For decades, both conventional wisdom and the Census Bureau have told us that “the rich get richer and the poor get poorer.” This is untrue. The material conditions of lower-income Americans have improved dramatically over time. Most “poor” Americans today are better housed and better fed and own more personal property than average Americans throughout much of this century. In fact, living conditions in our nation as a whole have improved so much that our society can no longer clearly remember what it meant to be poor or even middle class in earlier generations.

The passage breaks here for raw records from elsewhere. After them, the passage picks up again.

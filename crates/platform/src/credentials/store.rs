use std::fmt;
use std::path::PathBuf;
use std::sync::Arc;

use parking_lot::RwLock;
use tokio::sync::Mutex;
use tracing::{debug, info, instrument, warn};

use super::bundle::{CredentialBundle, unix_now};
use super::ip::IpDiscovery;
use super::storage::{CredentialStorage, FileStorage};
use crate::config::Endpoints;
use crate::cookie_utils::CookieMap;
use crate::error::{PlatformError, Result};
use crate::models::{ApiResponse, NavData};
use crate::session::HttpSession;

/// Why a saved login was not loaded.
#[derive(Debug, Clone, PartialEq, Eq)]
pub enum LoadRejection {
    NoSavedState,
    /// Unparsable record, or no session cookie.
    InvalidData,
    Expired,
    IpChanged { saved: String, current: String },
    Unreadable(String),
}

impl fmt::Display for LoadRejection {
    fn fmt(&self, f: &mut fmt::Formatter<'_>) -> fmt::Result {
        match self {
            Self::NoSavedState => write!(f, "no saved state"),
            Self::InvalidData => write!(f, "invalid data"),
            Self::Expired => write!(f, "expired"),
            Self::IpChanged { saved, current } => {
                write!(f, "IP changed ({saved} -> {current}), please log in again")
            }
            Self::Unreadable(reason) => write!(f, "saved state unreadable: {reason}"),
        }
    }
}

#[derive(Debug, Clone, PartialEq)]
pub enum LoadOutcome {
    Loaded(CredentialBundle),
    Rejected(LoadRejection),
}

impl LoadOutcome {
    pub fn is_ok(&self) -> bool {
        matches!(self, Self::Loaded(_))
    }

    pub fn bundle(&self) -> Option<&CredentialBundle> {
        match self {
            Self::Loaded(bundle) => Some(bundle),
            Self::Rejected(_) => None,
        }
    }

    pub fn rejection(&self) -> Option<&LoadRejection> {
        match self {
            Self::Loaded(_) => None,
            Self::Rejected(reason) => Some(reason),
        }
    }
}

/// Result of the start-up `load` + `validate` sequence.
#[derive(Debug, Clone, PartialEq, Eq)]
pub struct RestoreOutcome {
    pub authenticated: bool,
    pub message: String,
}

impl RestoreOutcome {
    fn unauthenticated(message: impl Into<String>) -> Self {
        Self {
            authenticated: false,
            message: message.into(),
        }
    }
}

#[derive(Debug, Default)]
struct AuthState {
    bundle: Option<CredentialBundle>,
    authenticated: bool,
}

/// Owner of the login state.
///
/// The only component that writes the durable record. Writers (`save`,
/// `clear`) are serialized.
pub struct CredentialStore {
    storage: Arc<dyn CredentialStorage>,
    session: HttpSession,
    ip: IpDiscovery,
    state: RwLock<AuthState>,
    write_lock: Mutex<()>,
}

impl CredentialStore {
    pub fn new(storage: Arc<dyn CredentialStorage>, session: HttpSession) -> Self {
        Self {
            storage,
            ip: IpDiscovery::new(session.clone()),
            session,
            state: RwLock::new(AuthState::default()),
            write_lock: Mutex::new(()),
        }
    }

    pub fn with_file(path: impl Into<PathBuf>, session: HttpSession) -> Self {
        Self::new(Arc::new(FileStorage::new(path)), session)
    }

    pub fn is_authenticated(&self) -> bool {
        self.state.read().authenticated
    }

    pub fn current(&self) -> Option<CredentialBundle> {
        self.state.read().bundle.clone()
    }

    /// Cookies to attach to platform requests, if logged in.
    pub fn cookies(&self) -> Option<CookieMap> {
        self.state.read().bundle.as_ref().map(|b| b.cookies.clone())
    }

    /// Stamp the bundle with the current public IP and time, make it the live
    /// login and write it durably.
    ///
    /// The in-memory login is updated even if the durable write fails.
    #[instrument(skip_all)]
    pub async fn save(&self, mut bundle: CredentialBundle) -> Result<CredentialBundle> {
        let _guard = self.write_lock.lock().await;

        bundle.ip = self.ip.current_ip().await;
        bundle.timestamp = unix_now();

        {
            let mut state = self.state.write();
            state.bundle = Some(bundle.clone());
            state.authenticated = true;
        }

        let record = serde_json::to_string_pretty(&bundle)?;
        self.storage.write(&record).await?;

        info!(ip = ?bundle.ip, "Login state saved");
        Ok(bundle)
    }

    /// Read the saved login and apply the expiry and IP-change policy.
    ///
    /// Fails closed. Expired and IP-changed records are cleared.
    #[instrument(skip_all)]
    pub async fn load(&self) -> LoadOutcome {
        let record = match self.storage.read().await {
            Ok(Some(record)) => record,
            Ok(None) => return LoadOutcome::Rejected(LoadRejection::NoSavedState),
            Err(e) => {
                warn!(error = %e, "Failed to read saved login state");
                return LoadOutcome::Rejected(LoadRejection::Unreadable(e.to_string()));
            }
        };

        let bundle: CredentialBundle = match serde_json::from_str(&record) {
            Ok(bundle) => bundle,
            Err(e) => {
                debug!(error = %e, "Saved login state is not parsable");
                return LoadOutcome::Rejected(LoadRejection::InvalidData);
            }
        };

        if !bundle.has_session() {
            return LoadOutcome::Rejected(LoadRejection::InvalidData);
        }

        if bundle.is_expired_at(unix_now()) {
            info!("Saved login is older than 30 days, discarding");
            self.clear().await;
            return LoadOutcome::Rejected(LoadRejection::Expired);
        }

        if let Some(saved) = bundle.ip.clone().filter(|ip| !ip.is_empty()) {
            match self.ip.current_ip().await {
                Some(current) if current != saved => {
                    warn!(
                        saved = %saved,
                        current = %current,
                        "Public IP changed since login, discarding"
                    );
                    self.clear().await;
                    return LoadOutcome::Rejected(LoadRejection::IpChanged { saved, current });
                }
                Some(_) => {}
                None => debug!("Current IP unknown, skipping IP check"),
            }
        }

        LoadOutcome::Loaded(bundle)
    }

    /// Ask the platform whether the bundle is a live login.
    ///
    /// True only for a zero status with the logged-in flag set. Every failure
    /// reads as "not logged in".
    #[instrument(skip_all)]
    pub async fn validate(&self, bundle: &CredentialBundle) -> bool {
        let url = self.session.endpoints().api(Endpoints::NAV);
        let request = self.session.api_get(&url, Some(&bundle.cookies));

        match self.session.send_json::<ApiResponse<NavData>>(request).await {
            Ok(response) => {
                let valid = response.code == 0 && response.data.is_some_and(|d| d.is_login);
                debug!(code = response.code, valid, "Credential probe answered");
                valid
            }
            Err(e) => {
                debug!(error = %e, "Credential probe failed");
                false
            }
        }
    }

    /// Delete the saved login and drop the in-memory one. Idempotent.
    #[instrument(skip_all)]
    pub async fn clear(&self) {
        let _guard = self.write_lock.lock().await;

        if let Err(e) = self.storage.remove().await {
            warn!(error = %e, "Failed to delete saved login state");
        }
        *self.state.write() = AuthState::default();
    }

    /// Start-up sequence: `load`, then `validate` only if the load succeeded.
    /// Any negative outcome clears the store.
    pub async fn restore(&self) -> RestoreOutcome {
        let bundle = match self.load().await {
            LoadOutcome::Loaded(bundle) => bundle,
            LoadOutcome::Rejected(reason) => {
                debug!(reason = %reason, "No usable saved login");
                self.clear().await;
                return RestoreOutcome::unauthenticated(reason.to_string());
            }
        };

        if !self.validate(&bundle).await {
            info!("Saved login was rejected by the platform");
            self.clear().await;
            return RestoreOutcome::unauthenticated("saved credentials are no longer valid");
        }

        {
            let mut state = self.state.write();
            state.bundle = Some(bundle);
            state.authenticated = true;
        }
        info!("Restored saved login");
        RestoreOutcome {
            authenticated: true,
            message: "logged in from saved state".to_string(),
        }
    }

    /// Log in with a pasted browser cookie string.
    pub async fn import_cookies(&self, cookies: &str) -> Result<CredentialBundle> {
        let bundle = CredentialBundle::from_cookie_string(cookies);
        if !bundle.has_session() {
            return Err(PlatformError::auth("missing session credential"));
        }
        if !self.validate(&bundle).await {
            return Err(PlatformError::auth("cookies were rejected by the platform"));
        }
        self.save(bundle).await
    }
}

But higher material living standards should not be regarded as a victory for the War on Poverty. Living conditions were improving dramatically, and poverty was dropping sharply, long before that war was declared. The principal effect of the War on Poverty has been not to raise incomes but to displace work and earnings with dependence on government. By rewarding dysfunctional and self-destructive behavior, the modern welfare state has contributed to the growth of a new “behavioral poverty” exemplified by illegitimacy, crime, school failure and drug abuse.

By exaggerating the extent of material deprivation and by distracting attention from the more important behavioral problems afflicting low-income communities, the census poverty report does society and the poor a disservice.

Mr. Rector is senior policy analyst for welfare and poverty issues at the Heritage Foundation.